In 1977, Nishio for the first time raised the issue of choosing the optimal pressure levels of the main steam line and presented a direct search method that was coupled with the simultaneous solution of equations [1]. Then Nishio and Johnson[1] proposed a thermodynamic method, in this work Nishio and his colleagues also used an LP model in order to optimally select the equipment used in steam production and distribution systems and predict the cost of minimum ancillary services. (Utilities) used. This method tried to choose equipment for auxiliary service that minimizes the energy loss available for each unit and optimally determine the drivers used in the process, including turbines and electric motors, using linear programming (LP). Thermodynamic analysis of available energy was based on a set of innovative rules that were used to determine the plant structure and design conditions. Although the minimization of available energy loss leads to the maximization of plant efficiency, the investment costs related to ancillary service units were not considered in this section. Also, one of the weaknesses of this method was that some of the main decisions to determine the shape of the factory are based on heuristic rules [2] and as a result, it may miss a number of alternatives that include the optimal solution. Another important limitation was that the investment costs with the capacities were considered absolutely linear, and therefore the increase in production in order to reduce the overhead cost [3] was not included in this model [2].
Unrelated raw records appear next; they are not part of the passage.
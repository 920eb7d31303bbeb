// Copyright 2024 the oscompute authors
//
// Licensed under the Apache License, Version 2.0 (the "License");
// you may not use this file except in compliance with the License.
// You may obtain a copy of the License at
//
//     http://www.apache.org/licenses/LICENSE-2.0
//
// Unless required by applicable law or agreed to in writing, software
// distributed under the License is distributed on an "AS IS" BASIS,
// WITHOUT WARRANTIES OR CONDITIONS OF ANY KIND, either express or implied.
// See the License for the specific language governing permissions and
// limitations under the License.

//! Descriptors for the services a cloud exposes.

use http::{HeaderName, HeaderValue};

use super::ApiVersion;

/// A kind of service the client knows how to talk to.
pub trait ServiceType {
    /// The service type as recorded in the catalog.
    fn catalog_type(&self) -> &'static str;

    /// Whether a major version advertised via discovery is usable.
    fn major_version_supported(&self, _version: ApiVersion) -> bool {
        true
    }

    /// Whether the service serves a version discovery document.
    fn version_discovery_supported(&self) -> bool {
        true
    }
}

/// Trait representing a service with API version support.
pub trait VersionedService: ServiceType {
    /// Get the API version header for this service.
    fn get_version_header(&self, version: ApiVersion) -> (HeaderName, HeaderValue);
}

/// A major version selector.
#[derive(Copy, Clone, Debug)]
pub enum VersionSelector {
    /// Match the major component.
    Major(u16),
    /// Match the full version.
    ///
    /// Some services have a minor component in their major versions, e.g. 2.1.
    Exact(ApiVersion),
    /// A range of major versions.
    Range(ApiVersion, ApiVersion),
    /// Any major version.
    Any,
}

impl VersionSelector {
    pub(crate) fn matches(&self, version: ApiVersion) -> bool {
        match self {
            VersionSelector::Major(major) => version.0 == *major,
            VersionSelector::Exact(exact) => version == *exact,
            VersionSelector::Range(v1, v2) => *v1 <= version && version <= *v2,
            VersionSelector::Any => true,
        }
    }
}

/// A service described only by its catalog type and accepted major versions.
#[derive(Copy, Clone, Debug)]
pub struct GenericService {
    catalog_type: &'static str,
    major_version: VersionSelector,
}

impl GenericService {
    /// Describe a service, usable in `const` context.
    pub const fn new(catalog_type: &'static str, versions: VersionSelector) -> GenericService {
        GenericService {
            catalog_type,
            major_version: versions,
        }
    }
}

impl ServiceType for GenericService {
    fn major_version_supported(&self, version: ApiVersion) -> bool {
        self.major_version.matches(version)
    }

    fn catalog_type(&self) -> &'static str {
        self.catalog_type
    }
}

/// The Compute service.
#[derive(Copy, Clone, Debug)]
pub struct ComputeService(());

impl ComputeService {
    /// The constructor, usable in `const` context.
    pub const fn new() -> ComputeService {
        ComputeService(())
    }
}

impl ServiceType for ComputeService {
    fn major_version_supported(&self, version: ApiVersion) -> bool {
        matches!(version, ApiVersion(2, _))
    }

    fn catalog_type(&self) -> &'static str {
        "compute"
    }
}

impl VersionedService for ComputeService {
    fn get_version_header(&self, version: ApiVersion) -> (HeaderName, HeaderValue) {
        // TODO: new-style OpenStack-API-Version header support
        (
            HeaderName::from_static("x-openstack-nova-api-version"),
            version.into(),
        )
    }
}

/// The singleton describing the Compute service.
pub const COMPUTE: ComputeService = ComputeService::new();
Petrolas and Reklatis[4] proposed an analysis method for the ancillary services system based on the analysis of two sub-branches that are coupled together. The first subsection determined the number of steam mains plus the pressure in each main and was modeled as a dynamic program [5] that minimized the loss of available energies. The second sub-section included driver selection and was formulated as an LP with the aim of minimizing input energies (steam and electricity). In other words, they used a dynamic programming method to optimize the steam main line conditions as continuous variables and an LP method to determine the optimal location of the drivers with the general objective of minimizing the real work waste. In this method, it was stated that if there is a need to have a steam boiler, this steam boiler should produce steam at the highest pressure level, because the coupling of the two branches affected the efficiency of the drivers and the thermal load of the steam boiler. But in the optimization problem, there is a need to estimate the conditions of very high pressure steam (VHPS), the temperature of each steam surface, the heat load of the boiler, the auxiliary cooling service, and the central work produced by the steam turbine network in each region, which is not included in this method. Another limitation of this method was that it did not take into account the investment costs of the factory units and did not consider the possibility of using gas turbine drivers. Also, the LP formulation may not be suitable for the driver selection problem in some cases, for example, heat turbines with multiple inputs or two different drivers (steam turbine and electric motor) may be selected, but this model would give the same work and power requirements as before [3].